» **YOUR ASSIGNMENT**
Restate all of the entries verbatim.

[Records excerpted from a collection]
□ □ □ □ □

//! Public storefront of a vendor, served at `/vendor/{id}`.

use crate::{Product, Stats};

use serde::{Deserialize, Serialize};

#[derive(Debug, Clone, PartialEq, Serialize, Deserialize)]
#[serde(rename_all = "camelCase")]
pub struct VendorProfile {
    pub id: String,
    pub name: String,
    #[serde(default, skip_serializing_if = "Option::is_none")]
    pub description: Option<String>,
    #[serde(default, skip_serializing_if = "Option::is_none")]
    pub logo: Option<String>,
    pub public_url: String,
    pub whatsapp_number: String,
    pub is_active: bool,
    #[serde(default)]
    pub products: Vec<Product>,
    pub stats: Stats,
}

impl VendorProfile {
    /// Products a visitor can still ask about
    pub fn available_products(&self) -> impl Iterator<Item = &Product> {
        self.products.iter().filter(|p| p.is_purchasable())
    }
}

□ □ □ □ □

» **EXERCISE OUTPUT**
//! Public storefront of a vendor, served at `/vendor/{id}`.

use crate::{Product, Stats};

use serde::{Deserialize, Serialize};

#[derive(Debug, Clone, PartialEq, Serialize, Deserialize)]
#[serde(rename_all = "camelCase")]
pub struct VendorProfile {
    pub id: String,
    pub name: String,
    #[serde(default, skip_serializing_if = "Option::is_none")]
    pub description: Option<String>,
    #[serde(default, skip_serializing_if = "Option::is_none")]
    pub logo: Option<String>,
    pub public_url: String,
    pub whatsapp_number: String,
    pub is_active: bool,
    #[serde(default)]
    pub products: Vec<Product>,
    pub stats: Stats,
}

impl VendorProfile {
    /// Products a visitor can still ask about
    pub fn available_products(&self) -> impl Iterator<Item = &Product> {
        self.products.iter().filter(|p| p.is_purchasable())
    }
}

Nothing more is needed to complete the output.